*** Extracted records ***
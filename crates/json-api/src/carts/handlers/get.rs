//! Get Cart Handler

use std::sync::Arc;

use salvo::prelude::*;

use crate::{
    carts::{errors::into_status_error, models::CartResponse},
    envelope::Envelope,
    extensions::*,
    state::State,
};

/// Get Cart Handler
///
/// Returns the caller's cart, creating an empty one on first access.
#[endpoint(
    tags("cart"),
    summary = "Get Cart",
    security(("bearer_auth" = [])),
    responses(
        (status_code = StatusCode::OK, description = "Cart"),
        (status_code = StatusCode::UNAUTHORIZED, description = "Not authorized"),
        (status_code = StatusCode::INTERNAL_SERVER_ERROR, description = "Internal Server Error"),
    ),
)]
pub(crate) async fn handler(
    depot: &mut Depot,
) -> Result<Json<Envelope<CartResponse>>, StatusError> {
    let state = depot.obtain_or_500::<Arc<State>>()?;
    let user = depot.user_uuid_or_401()?;

    let cart = state
        .app
        .carts
        .get_cart(user)
        .await
        .map_err(into_status_error)?;

    Ok(Json(Envelope::data(cart.into())))
}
***
> About this task
Please reproduce the closing stretch of the records, from the line with "use std::sync::Arc;" through the last line, exactly as it stands.

> Written response
use std::sync::Arc;

use salvo::prelude::*;

use crate::{
    carts::{errors::into_status_error, models::CartResponse},
    envelope::Envelope,
    extensions::*,
    state::State,
};

/// Get Cart Handler
///
/// Returns the caller's cart, creating an empty one on first access.
#[endpoint(
    tags("cart"),
    summary = "Get Cart",
    security(("bearer_auth" = [])),
    responses(
        (status_code = StatusCode::OK, description = "Cart"),
        (status_code = StatusCode::UNAUTHORIZED, description = "Not authorized"),
        (status_code = StatusCode::INTERNAL_SERVER_ERROR, description = "Internal Server Error"),
    ),
)]
pub(crate) async fn handler(
    depot: &mut Depot,
) -> Result<Json<Envelope<CartResponse>>, StatusError> {
    let state = depot.obtain_or_500::<Arc<State>>()?;
    let user = depot.user_uuid_or_401()?;

    let cart = state
        .app
        .carts
        .get_cart(user)
        .await
        .map_err(into_status_error)?;

    Ok(Json(Envelope::data(cart.into())))
}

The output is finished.